Task item ->
Show only those lines of the entries where the string "UseCaseResult" is found.

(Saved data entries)
━━━━━━━━━━━━━━━━━━━━━━━━━━━━━━

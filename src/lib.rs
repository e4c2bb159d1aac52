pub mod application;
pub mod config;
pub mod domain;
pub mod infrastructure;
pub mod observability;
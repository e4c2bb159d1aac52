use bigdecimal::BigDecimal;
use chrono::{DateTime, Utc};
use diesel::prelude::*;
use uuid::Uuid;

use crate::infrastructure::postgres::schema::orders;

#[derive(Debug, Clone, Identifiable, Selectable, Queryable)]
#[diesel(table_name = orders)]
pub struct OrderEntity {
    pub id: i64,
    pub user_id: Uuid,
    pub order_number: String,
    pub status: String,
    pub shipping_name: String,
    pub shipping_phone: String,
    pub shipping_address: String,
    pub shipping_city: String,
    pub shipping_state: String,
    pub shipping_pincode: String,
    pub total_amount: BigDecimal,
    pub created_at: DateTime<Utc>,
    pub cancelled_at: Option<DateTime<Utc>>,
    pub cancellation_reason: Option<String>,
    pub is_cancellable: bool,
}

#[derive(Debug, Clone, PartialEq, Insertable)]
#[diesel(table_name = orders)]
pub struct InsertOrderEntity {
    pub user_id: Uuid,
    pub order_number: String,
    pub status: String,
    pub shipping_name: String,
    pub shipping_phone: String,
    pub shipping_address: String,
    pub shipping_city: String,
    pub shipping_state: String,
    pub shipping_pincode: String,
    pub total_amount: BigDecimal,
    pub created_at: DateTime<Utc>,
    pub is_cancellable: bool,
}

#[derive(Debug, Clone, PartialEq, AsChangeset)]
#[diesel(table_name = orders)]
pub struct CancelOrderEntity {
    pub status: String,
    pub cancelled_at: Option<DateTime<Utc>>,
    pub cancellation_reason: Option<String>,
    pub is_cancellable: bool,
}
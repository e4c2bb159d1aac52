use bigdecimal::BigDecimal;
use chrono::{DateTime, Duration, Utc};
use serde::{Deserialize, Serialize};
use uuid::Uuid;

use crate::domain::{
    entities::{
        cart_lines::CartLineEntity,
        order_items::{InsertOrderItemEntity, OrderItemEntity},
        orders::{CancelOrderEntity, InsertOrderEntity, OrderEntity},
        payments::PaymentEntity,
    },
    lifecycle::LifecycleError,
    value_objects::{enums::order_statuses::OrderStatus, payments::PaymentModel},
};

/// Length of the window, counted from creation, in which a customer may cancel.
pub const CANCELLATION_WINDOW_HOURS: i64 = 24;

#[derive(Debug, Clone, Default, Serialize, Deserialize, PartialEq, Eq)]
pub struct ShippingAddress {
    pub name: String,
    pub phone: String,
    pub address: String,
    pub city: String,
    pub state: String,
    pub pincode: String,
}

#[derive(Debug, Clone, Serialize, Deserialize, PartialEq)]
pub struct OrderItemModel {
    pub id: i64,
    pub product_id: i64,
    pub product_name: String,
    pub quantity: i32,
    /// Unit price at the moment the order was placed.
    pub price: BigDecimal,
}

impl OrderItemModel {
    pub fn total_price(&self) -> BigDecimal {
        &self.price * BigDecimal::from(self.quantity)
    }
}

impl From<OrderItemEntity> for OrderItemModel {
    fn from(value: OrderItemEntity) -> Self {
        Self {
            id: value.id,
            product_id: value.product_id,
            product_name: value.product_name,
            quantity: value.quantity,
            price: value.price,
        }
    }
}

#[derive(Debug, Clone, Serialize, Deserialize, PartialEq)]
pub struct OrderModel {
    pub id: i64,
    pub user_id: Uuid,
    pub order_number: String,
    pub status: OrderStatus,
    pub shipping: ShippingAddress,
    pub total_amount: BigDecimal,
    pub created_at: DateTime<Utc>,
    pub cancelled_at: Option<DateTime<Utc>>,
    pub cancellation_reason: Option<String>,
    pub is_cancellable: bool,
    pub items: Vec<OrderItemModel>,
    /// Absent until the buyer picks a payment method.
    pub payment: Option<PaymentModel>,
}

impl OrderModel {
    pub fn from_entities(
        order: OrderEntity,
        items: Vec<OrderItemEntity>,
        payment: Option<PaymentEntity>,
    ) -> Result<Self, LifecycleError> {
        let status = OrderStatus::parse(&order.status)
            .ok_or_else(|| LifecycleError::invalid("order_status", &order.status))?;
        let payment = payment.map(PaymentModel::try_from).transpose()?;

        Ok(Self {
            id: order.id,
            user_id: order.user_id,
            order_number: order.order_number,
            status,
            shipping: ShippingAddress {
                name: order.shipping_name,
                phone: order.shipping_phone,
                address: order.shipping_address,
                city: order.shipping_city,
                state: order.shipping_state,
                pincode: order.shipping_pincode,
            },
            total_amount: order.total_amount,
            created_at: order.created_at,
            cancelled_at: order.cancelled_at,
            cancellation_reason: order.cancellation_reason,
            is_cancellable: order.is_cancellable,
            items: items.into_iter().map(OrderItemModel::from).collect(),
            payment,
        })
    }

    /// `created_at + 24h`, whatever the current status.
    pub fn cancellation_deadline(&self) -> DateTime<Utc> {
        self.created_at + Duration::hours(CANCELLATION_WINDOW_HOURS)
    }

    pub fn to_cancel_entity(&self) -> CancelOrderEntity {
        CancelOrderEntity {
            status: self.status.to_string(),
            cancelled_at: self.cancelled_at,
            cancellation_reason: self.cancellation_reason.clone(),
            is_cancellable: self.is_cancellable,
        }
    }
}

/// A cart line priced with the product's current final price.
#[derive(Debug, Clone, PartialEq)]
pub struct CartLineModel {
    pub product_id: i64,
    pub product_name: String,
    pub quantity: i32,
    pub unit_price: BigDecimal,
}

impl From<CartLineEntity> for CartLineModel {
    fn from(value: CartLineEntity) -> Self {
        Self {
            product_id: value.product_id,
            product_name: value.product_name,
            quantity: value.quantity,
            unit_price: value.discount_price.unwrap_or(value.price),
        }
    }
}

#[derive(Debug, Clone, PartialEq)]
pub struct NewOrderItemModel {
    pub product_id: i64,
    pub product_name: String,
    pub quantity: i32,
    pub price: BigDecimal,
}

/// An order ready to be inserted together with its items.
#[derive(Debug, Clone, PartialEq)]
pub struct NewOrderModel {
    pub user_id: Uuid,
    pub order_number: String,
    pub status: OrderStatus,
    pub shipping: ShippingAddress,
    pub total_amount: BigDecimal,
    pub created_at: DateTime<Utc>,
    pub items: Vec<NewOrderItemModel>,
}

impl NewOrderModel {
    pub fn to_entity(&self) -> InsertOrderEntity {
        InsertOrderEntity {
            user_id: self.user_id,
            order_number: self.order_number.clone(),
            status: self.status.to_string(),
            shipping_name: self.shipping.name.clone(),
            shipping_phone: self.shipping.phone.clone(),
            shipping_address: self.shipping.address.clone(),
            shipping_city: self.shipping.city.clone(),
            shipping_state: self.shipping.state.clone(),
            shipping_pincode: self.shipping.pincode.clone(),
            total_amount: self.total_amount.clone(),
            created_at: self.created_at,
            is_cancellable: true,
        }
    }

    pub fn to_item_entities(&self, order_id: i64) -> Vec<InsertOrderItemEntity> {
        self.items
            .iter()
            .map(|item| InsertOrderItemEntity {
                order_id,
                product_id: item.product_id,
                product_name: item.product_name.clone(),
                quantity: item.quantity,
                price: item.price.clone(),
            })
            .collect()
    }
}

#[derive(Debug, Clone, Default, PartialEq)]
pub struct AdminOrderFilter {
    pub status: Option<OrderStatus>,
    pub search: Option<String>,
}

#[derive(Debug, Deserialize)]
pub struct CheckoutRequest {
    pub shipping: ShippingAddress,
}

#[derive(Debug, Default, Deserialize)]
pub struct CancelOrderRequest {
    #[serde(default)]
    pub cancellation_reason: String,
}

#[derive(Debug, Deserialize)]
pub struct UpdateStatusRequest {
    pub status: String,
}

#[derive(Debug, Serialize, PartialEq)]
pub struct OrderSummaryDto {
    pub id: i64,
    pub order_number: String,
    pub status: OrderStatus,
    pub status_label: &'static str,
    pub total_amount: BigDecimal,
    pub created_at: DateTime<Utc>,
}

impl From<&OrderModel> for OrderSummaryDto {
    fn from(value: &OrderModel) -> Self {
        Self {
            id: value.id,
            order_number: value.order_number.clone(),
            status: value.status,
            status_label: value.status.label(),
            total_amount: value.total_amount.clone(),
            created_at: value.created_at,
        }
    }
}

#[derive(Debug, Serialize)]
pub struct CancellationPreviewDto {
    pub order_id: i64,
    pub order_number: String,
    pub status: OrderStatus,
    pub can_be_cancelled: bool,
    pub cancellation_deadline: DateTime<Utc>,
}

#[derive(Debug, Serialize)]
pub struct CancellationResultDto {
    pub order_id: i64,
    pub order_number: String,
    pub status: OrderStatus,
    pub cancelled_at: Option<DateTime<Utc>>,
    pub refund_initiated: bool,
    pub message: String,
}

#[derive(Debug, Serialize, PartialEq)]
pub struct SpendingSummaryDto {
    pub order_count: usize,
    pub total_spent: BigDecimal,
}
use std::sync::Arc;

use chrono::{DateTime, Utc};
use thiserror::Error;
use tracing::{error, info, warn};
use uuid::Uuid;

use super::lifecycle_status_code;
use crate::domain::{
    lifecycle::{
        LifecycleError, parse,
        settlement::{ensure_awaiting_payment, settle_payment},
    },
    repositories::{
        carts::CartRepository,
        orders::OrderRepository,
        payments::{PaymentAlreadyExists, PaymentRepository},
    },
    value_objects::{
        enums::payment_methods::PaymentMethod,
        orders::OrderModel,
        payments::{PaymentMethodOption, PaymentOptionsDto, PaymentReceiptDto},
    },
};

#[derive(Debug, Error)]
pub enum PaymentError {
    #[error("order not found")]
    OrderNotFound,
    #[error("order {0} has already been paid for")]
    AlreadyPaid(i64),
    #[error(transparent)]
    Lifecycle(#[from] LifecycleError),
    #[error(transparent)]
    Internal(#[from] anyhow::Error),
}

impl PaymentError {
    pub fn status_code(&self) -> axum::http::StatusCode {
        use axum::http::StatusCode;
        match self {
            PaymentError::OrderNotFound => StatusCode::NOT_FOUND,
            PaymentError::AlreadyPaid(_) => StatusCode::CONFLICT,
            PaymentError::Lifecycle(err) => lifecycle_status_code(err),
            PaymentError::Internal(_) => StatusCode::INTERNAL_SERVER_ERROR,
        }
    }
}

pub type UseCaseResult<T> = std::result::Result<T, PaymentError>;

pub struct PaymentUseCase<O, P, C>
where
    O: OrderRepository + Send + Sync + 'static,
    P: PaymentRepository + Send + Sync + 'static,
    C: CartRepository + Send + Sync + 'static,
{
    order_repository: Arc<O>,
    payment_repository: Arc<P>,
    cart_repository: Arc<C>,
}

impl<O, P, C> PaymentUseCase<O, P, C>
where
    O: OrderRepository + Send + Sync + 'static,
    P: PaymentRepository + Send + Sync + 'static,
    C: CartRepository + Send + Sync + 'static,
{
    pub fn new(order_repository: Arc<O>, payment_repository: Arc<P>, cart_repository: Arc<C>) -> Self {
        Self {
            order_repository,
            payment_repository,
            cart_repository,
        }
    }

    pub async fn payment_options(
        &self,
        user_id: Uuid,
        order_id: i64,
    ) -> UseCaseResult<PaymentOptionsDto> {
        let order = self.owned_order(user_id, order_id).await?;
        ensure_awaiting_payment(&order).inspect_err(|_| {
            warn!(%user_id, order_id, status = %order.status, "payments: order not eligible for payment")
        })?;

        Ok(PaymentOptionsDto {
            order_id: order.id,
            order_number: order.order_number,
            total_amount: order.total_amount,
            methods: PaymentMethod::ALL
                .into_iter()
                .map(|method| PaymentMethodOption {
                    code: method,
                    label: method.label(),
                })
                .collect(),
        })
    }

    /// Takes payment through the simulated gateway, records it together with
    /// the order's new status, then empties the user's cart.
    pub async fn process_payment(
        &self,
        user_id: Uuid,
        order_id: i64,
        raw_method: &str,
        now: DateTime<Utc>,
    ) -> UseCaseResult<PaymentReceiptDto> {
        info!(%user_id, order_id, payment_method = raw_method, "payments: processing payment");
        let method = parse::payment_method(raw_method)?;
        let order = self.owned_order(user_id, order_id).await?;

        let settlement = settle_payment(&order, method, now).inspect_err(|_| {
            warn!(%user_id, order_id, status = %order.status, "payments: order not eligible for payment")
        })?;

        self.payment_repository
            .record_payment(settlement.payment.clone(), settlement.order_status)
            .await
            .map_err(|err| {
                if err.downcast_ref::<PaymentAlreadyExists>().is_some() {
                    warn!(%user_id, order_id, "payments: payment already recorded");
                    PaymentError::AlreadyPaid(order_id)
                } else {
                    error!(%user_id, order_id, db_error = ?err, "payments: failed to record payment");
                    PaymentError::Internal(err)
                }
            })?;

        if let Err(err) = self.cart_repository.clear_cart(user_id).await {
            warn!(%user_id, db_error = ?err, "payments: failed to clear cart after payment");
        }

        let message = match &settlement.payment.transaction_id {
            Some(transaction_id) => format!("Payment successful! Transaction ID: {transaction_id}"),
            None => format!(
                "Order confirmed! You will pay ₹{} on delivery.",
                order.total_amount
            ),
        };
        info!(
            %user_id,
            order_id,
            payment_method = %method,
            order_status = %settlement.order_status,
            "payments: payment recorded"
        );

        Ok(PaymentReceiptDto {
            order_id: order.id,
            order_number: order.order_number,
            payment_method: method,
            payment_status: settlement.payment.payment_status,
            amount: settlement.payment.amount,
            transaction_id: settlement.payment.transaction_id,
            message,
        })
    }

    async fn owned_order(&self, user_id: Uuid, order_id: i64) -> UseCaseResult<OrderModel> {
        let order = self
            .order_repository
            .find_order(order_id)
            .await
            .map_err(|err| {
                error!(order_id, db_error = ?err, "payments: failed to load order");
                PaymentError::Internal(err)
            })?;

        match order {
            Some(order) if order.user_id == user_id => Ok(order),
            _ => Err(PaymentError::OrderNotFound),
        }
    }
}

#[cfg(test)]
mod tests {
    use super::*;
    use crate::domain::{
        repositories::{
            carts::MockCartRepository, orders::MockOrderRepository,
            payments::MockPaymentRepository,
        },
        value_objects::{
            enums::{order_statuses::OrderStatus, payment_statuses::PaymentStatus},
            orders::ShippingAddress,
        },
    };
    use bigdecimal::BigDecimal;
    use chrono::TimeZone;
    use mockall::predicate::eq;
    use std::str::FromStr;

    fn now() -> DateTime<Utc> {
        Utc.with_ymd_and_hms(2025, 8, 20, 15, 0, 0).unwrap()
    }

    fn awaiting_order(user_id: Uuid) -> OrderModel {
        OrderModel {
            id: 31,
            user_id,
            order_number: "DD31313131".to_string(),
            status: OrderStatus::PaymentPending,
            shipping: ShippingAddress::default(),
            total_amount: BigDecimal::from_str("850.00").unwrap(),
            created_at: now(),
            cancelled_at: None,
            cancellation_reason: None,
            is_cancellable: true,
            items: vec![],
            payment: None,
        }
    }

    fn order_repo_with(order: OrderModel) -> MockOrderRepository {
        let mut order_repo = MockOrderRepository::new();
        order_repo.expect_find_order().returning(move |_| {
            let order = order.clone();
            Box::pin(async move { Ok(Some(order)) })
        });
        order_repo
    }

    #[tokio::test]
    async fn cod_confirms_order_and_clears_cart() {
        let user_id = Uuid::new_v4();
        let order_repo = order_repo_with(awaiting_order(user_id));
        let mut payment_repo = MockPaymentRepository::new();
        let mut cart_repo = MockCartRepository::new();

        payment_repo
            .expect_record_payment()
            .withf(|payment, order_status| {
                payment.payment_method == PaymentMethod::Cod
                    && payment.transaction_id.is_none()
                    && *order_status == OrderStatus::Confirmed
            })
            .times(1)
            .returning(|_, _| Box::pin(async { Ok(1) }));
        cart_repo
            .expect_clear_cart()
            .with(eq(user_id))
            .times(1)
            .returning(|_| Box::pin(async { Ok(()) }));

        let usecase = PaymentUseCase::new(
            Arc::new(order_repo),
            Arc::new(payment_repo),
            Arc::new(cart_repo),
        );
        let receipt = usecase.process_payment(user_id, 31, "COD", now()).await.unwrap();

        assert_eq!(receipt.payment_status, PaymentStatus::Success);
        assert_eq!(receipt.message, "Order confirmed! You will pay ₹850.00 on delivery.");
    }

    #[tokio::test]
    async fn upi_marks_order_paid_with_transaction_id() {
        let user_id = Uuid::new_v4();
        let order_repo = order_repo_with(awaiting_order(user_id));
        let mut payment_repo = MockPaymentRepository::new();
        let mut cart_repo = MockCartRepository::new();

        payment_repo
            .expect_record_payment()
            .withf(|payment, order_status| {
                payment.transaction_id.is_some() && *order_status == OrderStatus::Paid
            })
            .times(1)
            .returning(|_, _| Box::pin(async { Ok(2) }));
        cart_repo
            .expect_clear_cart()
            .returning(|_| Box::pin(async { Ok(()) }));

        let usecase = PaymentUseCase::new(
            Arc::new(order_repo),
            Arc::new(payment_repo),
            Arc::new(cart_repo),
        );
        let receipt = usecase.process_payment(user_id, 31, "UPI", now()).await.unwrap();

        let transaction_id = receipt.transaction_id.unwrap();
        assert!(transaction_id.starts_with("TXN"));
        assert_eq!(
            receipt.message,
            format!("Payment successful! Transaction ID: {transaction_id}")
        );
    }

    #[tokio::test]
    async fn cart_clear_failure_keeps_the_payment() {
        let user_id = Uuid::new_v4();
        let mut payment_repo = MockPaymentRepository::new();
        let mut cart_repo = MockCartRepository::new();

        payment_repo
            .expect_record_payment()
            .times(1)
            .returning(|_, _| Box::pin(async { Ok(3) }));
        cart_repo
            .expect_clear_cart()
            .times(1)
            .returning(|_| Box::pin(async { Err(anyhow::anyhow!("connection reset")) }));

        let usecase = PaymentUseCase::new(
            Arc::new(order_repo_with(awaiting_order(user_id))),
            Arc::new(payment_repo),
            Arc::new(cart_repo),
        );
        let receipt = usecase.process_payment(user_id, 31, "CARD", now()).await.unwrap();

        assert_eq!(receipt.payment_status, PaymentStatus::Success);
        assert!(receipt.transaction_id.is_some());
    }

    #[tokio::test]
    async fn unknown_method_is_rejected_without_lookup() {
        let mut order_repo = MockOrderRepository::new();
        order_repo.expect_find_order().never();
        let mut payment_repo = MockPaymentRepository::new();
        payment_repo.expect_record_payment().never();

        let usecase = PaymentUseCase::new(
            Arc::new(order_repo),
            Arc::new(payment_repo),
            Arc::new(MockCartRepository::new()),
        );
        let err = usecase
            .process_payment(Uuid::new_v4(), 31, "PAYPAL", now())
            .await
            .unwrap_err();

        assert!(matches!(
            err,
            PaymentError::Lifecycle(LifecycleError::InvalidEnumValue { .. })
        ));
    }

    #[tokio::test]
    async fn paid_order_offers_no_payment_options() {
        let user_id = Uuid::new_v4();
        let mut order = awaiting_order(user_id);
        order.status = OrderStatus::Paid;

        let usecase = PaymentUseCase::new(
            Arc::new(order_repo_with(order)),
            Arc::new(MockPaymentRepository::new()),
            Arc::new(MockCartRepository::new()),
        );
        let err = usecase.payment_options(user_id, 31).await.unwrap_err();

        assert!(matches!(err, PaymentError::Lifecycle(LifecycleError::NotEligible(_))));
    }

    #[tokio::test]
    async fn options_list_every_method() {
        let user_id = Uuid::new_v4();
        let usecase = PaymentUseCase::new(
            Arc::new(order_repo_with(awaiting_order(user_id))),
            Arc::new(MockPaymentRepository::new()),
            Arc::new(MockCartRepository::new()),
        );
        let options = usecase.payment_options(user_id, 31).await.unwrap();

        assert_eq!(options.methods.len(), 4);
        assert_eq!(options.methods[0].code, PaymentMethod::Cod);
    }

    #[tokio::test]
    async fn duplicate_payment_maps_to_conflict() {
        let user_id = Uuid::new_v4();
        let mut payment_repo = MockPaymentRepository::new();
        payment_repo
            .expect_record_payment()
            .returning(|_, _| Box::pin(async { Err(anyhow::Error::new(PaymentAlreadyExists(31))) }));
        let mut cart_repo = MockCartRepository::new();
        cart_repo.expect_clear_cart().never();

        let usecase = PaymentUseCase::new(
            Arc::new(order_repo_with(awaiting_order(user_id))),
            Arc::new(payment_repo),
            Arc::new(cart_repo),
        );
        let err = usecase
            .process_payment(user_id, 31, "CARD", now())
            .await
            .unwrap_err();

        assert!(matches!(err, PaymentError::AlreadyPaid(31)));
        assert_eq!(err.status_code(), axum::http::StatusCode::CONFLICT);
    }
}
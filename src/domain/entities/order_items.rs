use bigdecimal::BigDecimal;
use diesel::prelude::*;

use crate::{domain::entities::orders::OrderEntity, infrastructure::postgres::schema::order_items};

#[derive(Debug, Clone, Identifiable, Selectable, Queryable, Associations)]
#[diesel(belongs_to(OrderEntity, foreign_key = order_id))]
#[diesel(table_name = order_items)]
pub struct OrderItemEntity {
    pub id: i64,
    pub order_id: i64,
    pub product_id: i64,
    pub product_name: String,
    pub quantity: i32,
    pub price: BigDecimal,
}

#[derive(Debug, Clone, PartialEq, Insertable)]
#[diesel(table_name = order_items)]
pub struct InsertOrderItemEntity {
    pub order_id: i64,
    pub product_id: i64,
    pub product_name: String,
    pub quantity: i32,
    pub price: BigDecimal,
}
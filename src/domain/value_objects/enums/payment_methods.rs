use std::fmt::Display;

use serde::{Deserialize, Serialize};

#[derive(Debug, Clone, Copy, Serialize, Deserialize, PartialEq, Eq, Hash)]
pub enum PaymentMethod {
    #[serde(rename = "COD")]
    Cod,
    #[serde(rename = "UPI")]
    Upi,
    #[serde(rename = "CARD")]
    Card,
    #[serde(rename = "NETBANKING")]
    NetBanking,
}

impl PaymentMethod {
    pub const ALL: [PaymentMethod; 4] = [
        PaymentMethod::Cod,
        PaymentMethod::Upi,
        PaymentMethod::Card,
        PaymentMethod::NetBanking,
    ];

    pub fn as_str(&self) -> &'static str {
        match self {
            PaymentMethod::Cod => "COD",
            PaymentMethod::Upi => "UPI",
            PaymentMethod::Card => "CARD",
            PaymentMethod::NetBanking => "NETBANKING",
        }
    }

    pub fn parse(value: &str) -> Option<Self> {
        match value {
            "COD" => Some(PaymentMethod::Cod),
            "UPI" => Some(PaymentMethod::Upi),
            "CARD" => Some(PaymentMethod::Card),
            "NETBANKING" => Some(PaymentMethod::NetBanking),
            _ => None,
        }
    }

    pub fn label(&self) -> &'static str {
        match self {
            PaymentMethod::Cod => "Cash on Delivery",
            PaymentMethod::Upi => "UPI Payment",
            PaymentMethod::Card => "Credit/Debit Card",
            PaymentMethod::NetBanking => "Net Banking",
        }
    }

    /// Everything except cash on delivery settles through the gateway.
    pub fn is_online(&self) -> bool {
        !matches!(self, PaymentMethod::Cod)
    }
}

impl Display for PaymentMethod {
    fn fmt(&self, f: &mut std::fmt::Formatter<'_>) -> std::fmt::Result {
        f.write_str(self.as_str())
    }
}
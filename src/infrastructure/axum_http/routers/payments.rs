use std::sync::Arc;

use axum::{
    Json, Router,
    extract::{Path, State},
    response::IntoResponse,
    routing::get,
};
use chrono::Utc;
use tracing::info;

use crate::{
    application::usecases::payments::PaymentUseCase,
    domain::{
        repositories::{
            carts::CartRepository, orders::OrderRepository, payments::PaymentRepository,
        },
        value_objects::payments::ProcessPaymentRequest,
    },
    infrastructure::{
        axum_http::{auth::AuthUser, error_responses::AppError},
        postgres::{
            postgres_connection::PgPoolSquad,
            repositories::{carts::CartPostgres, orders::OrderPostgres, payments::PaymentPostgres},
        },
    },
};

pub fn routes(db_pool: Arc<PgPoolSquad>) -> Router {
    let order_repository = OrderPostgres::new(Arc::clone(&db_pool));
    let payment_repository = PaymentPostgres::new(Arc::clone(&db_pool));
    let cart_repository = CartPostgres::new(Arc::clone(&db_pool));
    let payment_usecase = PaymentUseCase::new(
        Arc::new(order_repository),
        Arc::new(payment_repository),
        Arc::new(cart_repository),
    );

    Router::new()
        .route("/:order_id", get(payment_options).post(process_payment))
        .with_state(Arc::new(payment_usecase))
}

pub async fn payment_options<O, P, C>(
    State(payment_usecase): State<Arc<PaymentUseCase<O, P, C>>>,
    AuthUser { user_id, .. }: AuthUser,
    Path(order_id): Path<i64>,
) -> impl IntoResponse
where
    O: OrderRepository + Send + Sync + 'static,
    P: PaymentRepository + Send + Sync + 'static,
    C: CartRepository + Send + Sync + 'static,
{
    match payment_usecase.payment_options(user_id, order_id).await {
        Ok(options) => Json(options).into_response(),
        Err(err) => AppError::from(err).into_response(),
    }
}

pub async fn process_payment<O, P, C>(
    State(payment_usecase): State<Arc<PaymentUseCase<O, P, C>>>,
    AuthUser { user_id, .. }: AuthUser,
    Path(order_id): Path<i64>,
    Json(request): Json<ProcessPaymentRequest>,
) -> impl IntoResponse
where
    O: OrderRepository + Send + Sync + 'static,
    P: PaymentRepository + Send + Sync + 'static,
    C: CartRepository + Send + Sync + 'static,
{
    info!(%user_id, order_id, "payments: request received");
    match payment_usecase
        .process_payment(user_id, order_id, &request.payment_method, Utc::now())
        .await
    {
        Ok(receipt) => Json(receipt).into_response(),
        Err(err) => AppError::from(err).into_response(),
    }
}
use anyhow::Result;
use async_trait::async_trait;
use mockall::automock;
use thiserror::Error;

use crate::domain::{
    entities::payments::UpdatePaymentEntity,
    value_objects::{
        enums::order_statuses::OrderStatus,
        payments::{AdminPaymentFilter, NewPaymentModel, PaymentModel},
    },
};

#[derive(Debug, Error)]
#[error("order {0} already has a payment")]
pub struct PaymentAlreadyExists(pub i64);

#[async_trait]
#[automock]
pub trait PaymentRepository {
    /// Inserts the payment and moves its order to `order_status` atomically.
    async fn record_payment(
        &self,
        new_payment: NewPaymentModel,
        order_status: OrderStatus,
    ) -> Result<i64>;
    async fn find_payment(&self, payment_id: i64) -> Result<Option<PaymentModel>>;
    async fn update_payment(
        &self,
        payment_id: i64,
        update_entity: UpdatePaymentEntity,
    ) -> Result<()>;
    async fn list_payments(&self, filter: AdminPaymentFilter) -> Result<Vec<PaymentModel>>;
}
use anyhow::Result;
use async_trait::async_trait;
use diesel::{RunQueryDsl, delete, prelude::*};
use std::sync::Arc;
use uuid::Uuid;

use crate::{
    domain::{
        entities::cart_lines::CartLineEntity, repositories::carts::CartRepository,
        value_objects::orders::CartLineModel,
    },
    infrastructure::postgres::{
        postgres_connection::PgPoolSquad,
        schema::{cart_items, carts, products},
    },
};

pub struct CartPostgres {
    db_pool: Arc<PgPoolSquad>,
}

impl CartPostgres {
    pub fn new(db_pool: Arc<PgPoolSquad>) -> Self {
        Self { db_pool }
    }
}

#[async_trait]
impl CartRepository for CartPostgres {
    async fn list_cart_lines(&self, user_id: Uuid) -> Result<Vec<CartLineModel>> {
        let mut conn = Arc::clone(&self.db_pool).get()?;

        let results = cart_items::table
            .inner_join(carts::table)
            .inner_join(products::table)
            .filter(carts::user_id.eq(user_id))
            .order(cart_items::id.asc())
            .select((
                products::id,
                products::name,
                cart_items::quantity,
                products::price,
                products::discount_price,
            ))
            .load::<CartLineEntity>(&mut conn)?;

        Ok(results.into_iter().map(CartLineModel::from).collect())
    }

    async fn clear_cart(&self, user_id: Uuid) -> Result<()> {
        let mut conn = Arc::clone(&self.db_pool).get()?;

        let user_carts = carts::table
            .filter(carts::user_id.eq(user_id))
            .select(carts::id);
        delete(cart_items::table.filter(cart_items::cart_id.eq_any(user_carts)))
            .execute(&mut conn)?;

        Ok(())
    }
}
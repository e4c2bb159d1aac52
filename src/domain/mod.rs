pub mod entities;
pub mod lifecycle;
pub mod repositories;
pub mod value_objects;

━━━━━━━━━━━━━━━━━━━━━━━━━━━━━━

Solution for this exercise ->
pub type UseCaseResult<T> = std::result::Result<T, PaymentError>;
    ) -> UseCaseResult<PaymentOptionsDto> {
    ) -> UseCaseResult<PaymentReceiptDto> {
    async fn owned_order(&self, user_id: Uuid, order_id: i64) -> UseCaseResult<OrderModel> {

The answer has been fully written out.